::: Input records

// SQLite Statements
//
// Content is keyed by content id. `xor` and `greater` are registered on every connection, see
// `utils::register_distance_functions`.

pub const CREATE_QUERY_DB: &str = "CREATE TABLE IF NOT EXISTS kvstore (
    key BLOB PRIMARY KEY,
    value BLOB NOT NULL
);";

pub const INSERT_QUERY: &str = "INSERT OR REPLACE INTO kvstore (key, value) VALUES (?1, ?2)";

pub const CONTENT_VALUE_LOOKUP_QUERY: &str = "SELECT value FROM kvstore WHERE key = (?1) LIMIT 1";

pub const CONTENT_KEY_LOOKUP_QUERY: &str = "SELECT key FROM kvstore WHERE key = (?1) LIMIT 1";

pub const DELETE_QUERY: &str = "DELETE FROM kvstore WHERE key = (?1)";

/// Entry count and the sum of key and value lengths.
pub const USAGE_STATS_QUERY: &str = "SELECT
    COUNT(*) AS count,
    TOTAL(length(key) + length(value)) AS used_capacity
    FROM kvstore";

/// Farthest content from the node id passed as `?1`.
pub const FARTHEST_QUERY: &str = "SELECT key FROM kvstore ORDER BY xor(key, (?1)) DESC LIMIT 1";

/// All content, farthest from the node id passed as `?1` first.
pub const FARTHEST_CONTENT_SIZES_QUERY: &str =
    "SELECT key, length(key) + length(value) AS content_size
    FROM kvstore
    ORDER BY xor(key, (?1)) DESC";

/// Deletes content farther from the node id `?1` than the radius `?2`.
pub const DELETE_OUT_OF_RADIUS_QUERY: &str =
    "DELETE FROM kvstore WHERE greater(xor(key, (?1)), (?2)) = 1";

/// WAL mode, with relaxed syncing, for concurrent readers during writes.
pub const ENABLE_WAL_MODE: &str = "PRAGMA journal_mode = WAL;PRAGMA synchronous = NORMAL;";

::::::
::: Input records

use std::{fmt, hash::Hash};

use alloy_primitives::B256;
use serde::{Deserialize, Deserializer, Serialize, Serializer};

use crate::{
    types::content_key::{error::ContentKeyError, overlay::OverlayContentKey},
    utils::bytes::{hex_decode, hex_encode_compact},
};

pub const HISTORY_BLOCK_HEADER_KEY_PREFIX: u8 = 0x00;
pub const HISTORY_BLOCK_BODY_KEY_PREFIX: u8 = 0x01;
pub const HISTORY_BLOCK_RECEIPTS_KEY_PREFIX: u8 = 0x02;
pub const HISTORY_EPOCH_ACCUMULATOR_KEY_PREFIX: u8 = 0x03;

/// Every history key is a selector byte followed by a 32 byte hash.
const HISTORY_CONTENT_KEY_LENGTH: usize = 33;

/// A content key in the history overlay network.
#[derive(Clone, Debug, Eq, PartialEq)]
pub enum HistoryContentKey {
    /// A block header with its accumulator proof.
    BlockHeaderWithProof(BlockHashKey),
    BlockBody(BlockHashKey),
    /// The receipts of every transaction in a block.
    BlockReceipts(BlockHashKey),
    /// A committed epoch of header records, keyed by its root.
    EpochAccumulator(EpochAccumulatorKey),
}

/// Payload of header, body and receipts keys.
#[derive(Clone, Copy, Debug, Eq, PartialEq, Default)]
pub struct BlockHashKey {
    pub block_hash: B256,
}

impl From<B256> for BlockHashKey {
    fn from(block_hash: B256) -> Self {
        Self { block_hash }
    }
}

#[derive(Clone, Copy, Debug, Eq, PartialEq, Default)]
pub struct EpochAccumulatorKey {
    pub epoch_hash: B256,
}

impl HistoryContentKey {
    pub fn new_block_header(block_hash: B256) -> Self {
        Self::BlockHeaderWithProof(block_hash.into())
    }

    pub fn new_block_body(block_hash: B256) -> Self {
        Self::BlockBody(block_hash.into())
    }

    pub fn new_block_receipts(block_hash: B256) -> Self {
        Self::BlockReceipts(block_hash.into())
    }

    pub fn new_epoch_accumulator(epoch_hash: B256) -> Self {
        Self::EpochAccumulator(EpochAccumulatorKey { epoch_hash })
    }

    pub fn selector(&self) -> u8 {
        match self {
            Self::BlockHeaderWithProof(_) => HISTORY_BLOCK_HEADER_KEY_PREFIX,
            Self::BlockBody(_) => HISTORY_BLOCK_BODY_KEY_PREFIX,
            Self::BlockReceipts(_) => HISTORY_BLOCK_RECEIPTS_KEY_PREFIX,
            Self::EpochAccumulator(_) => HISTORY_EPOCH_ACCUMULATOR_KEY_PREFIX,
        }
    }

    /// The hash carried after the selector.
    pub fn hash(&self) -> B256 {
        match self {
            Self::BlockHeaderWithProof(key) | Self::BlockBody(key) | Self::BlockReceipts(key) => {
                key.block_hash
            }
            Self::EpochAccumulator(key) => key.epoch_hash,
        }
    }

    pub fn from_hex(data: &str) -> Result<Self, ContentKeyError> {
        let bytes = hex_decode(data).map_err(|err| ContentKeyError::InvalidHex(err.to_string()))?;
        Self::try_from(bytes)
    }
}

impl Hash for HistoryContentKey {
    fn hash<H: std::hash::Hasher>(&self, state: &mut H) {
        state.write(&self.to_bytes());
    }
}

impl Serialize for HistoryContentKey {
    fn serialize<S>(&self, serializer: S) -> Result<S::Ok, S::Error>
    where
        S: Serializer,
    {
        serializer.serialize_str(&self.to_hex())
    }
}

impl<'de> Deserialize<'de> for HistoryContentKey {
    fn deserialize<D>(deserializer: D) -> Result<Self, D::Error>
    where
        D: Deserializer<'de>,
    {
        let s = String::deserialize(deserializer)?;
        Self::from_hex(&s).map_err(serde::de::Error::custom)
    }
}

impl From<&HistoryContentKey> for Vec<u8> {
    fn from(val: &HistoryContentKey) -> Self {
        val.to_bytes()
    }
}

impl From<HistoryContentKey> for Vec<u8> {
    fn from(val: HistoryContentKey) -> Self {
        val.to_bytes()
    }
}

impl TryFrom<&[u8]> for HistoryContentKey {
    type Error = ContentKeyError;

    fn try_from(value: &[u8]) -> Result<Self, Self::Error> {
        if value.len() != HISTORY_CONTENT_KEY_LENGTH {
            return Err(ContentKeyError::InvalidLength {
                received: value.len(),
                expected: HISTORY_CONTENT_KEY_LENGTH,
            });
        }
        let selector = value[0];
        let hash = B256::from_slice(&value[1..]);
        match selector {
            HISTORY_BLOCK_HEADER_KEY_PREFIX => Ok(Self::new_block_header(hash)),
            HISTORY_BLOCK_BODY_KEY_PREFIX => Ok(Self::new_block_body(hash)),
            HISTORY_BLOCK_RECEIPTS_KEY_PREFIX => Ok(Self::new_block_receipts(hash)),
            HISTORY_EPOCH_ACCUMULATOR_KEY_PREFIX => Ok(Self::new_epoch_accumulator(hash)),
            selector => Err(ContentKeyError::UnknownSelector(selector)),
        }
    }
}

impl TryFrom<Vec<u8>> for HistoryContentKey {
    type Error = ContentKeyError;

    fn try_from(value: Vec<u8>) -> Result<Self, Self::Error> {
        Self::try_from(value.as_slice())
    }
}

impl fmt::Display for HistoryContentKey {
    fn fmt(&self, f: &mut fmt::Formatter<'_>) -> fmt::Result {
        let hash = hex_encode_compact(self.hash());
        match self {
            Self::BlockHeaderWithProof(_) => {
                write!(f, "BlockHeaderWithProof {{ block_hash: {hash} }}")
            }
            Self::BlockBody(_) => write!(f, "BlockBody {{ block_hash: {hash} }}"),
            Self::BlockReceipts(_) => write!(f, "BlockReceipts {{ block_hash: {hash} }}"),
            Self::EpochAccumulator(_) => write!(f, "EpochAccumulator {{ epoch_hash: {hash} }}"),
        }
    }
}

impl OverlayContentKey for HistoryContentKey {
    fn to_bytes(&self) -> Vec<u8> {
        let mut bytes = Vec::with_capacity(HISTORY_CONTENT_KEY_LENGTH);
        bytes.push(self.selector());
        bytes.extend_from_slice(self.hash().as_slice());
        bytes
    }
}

::::::

Check each line in the records above for the word "struct". Return those that have it.

pub struct BlockHashKey {
pub struct EpochAccumulatorKey {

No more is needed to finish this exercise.